The studies themselves are questionable. Stopping the
studies early is an old ploy to get the statistics that
one wants to attain.
Please read my
Letter From the Editor in the 2007 NOCIRC Annual
Newsletter to see what I said about curbing the
spread of HIV/AIDS. It's been done successfully in
Thailand, Senegal, and Eastern Uganda without
circumcision, which is more expensive and less effective
than existing interventions.
The excuses for circumcision always have been consistent
with the dreaded disease of the time: fear of
masturbation, germs, being dirty, penile cancer,
cervical cancer, and spreading STDs. When all those
excuses were debunked by the 1970s, and people began
challenging routine medical procedures, e.g., radical
mastectomy, routine tonsillectomy, episiotomy, and
circumcision, the next excuse was emotional, "You don't
want him to look different in the locker room, do you?"

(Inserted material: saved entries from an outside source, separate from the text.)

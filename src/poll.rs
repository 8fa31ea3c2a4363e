//! Polling transport over `GET /list`.
//!
//! Kept as a selectable alternative to the event stream for backends that do
//! not expose `/events`. The first successful fetch is emitted as a full
//! snapshot; later fetches are emitted as resyncs which the engine diffs in
//! place. Failures share the stream client's backoff policy and statuses.

use std::time::Duration;

use tokio::sync::{broadcast, mpsc, watch};
use tracing::{debug, instrument, warn};

use crate::models::{AppRecord, InitialData};
use crate::stream::{ConnectionStatus, ReconnectPolicy, StreamEvent};

/// Handle over the background polling task. Dropping it stops the loop.
pub struct PollClient {
    status_rx: watch::Receiver<ConnectionStatus>,
    shutdown_tx: broadcast::Sender<()>,
}

impl PollClient {
    pub fn connect(
        endpoint: String,
        poll_interval: Duration,
        request_timeout: Duration,
        policy: ReconnectPolicy,
        events: mpsc::UnboundedSender<StreamEvent>,
    ) -> Self {
        let (status_tx, status_rx) = watch::channel(ConnectionStatus::Connecting);
        let (shutdown_tx, shutdown_rx) = broadcast::channel(1);

        tokio::spawn(run(
            endpoint,
            poll_interval,
            request_timeout,
            policy,
            events,
            status_tx,
            shutdown_rx,
        ));

        Self {
            status_rx,
            shutdown_tx,
        }
    }

    pub fn status(&self) -> watch::Receiver<ConnectionStatus> {
        self.status_rx.clone()
    }
}

impl Drop for PollClient {
    fn drop(&mut self) {
        let _ = self.shutdown_tx.send(());
    }
}

#[instrument(name = "poll", skip_all)]
async fn run(
    endpoint: String,
    poll_interval: Duration,
    request_timeout: Duration,
    policy: ReconnectPolicy,
    events: mpsc::UnboundedSender<StreamEvent>,
    status_tx: watch::Sender<ConnectionStatus>,
    mut shutdown_rx: broadcast::Receiver<()>,
) {
    let client = reqwest::Client::new();
    let mut attempt: u32 = 0;
    let mut first = true;

    loop {
        let fetched = tokio::select! {
            _ = shutdown_rx.recv() => return,
            res = fetch(&client, &endpoint, request_timeout) => res,
        };

        let delay = match fetched {
            Ok(records) => {
                attempt = 0;
                let _ = status_tx.send(ConnectionStatus::Connected);

                if first {
                    first = false;
                    let _ = events.send(StreamEvent::InitialData(InitialData {
                        status: "success".to_string(),
                        data: records,
                        message: None,
                    }));
                } else {
                    let _ = events.send(StreamEvent::Resync(records));
                }
                poll_interval
            }
            Err(e) => {
                warn!("list fetch failed: {e}");

                attempt += 1;
                if attempt > policy.max_attempts {
                    warn!("giving up after {} attempts", policy.max_attempts);
                    let _ = status_tx.send(ConnectionStatus::Down);
                    return;
                }

                let delay = policy.delay(attempt);
                debug!(
                    "retrying in {delay:?} (attempt {attempt}/{})",
                    policy.max_attempts
                );
                let _ = status_tx.send(ConnectionStatus::Reconnecting {
                    attempt,
                    max_attempts: policy.max_attempts,
                    delay_ms: delay.as_millis() as u64,
                });
                delay
            }
        };

        tokio::select! {
            _ = shutdown_rx.recv() => return,
            _ = tokio::time::sleep(delay) => {}
        }
    }
}

async fn fetch(
    client: &reqwest::Client,
    endpoint: &str,
    request_timeout: Duration,
) -> Result<Vec<AppRecord>, String> {
    let response = client
        .get(endpoint)
        .timeout(request_timeout)
        .send()
        .await
        .map_err(|e| e.to_string())?;

    let status = response.status();
    if !status.is_success() {
        return Err(format!("server responded with {status}"));
    }

    response
        .json::<Vec<AppRecord>>()
        .await
        .map_err(|e| e.to_string())
}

No one suggested that excuse when circumcision
infiltrated western medicine in the mid-1800s to prevent
masturbation and fathers were intact while sons were
circumcised. It was simply the latest excuse to promote
what had become a billion-dollar-a-year industry. (Watch
out! The price tag just went up as this folly -- which
never worked in the USA to prevent HIV/AIDS -- is being
exported to Africa.) During the 1980s, the excuse for
circumcision was that it would prevent UTIs, which
happen to less than 2% of infants and, when a girl gets
a UTI, she's treated with antibiotics, but, when a boy
gets a UTI, they want to cut off the protective,
sensual, and sexual part of his penis. Why? Finally,
today, the greatest fear is HIV/AIDS, so it has become
our excuse to perpetuate the practice -- and, now, it's
on unsuspecting African men. It's an easy sell when
you're afraid, and what could be more scary than the
AIDS pandemic in Africa?
Sadly, circumcision will not prevent HIV/AIDS, but how
many men will suffer, be maimed, or die because of this
unconscionable push to satisfy the agenda of white,
circumcised males who are busy banking their research
funding? Additionally, following circumcision and the
desensitization of the penis that results from it,
condom use will be resisted. How long will it take
Africans to realize that circumcision won't prevent
HIV/AIDS in Africa any more than it did in the USA? And,
once Africans realize they've been hood-winked (so to
speak), will they ever accept help from the west again?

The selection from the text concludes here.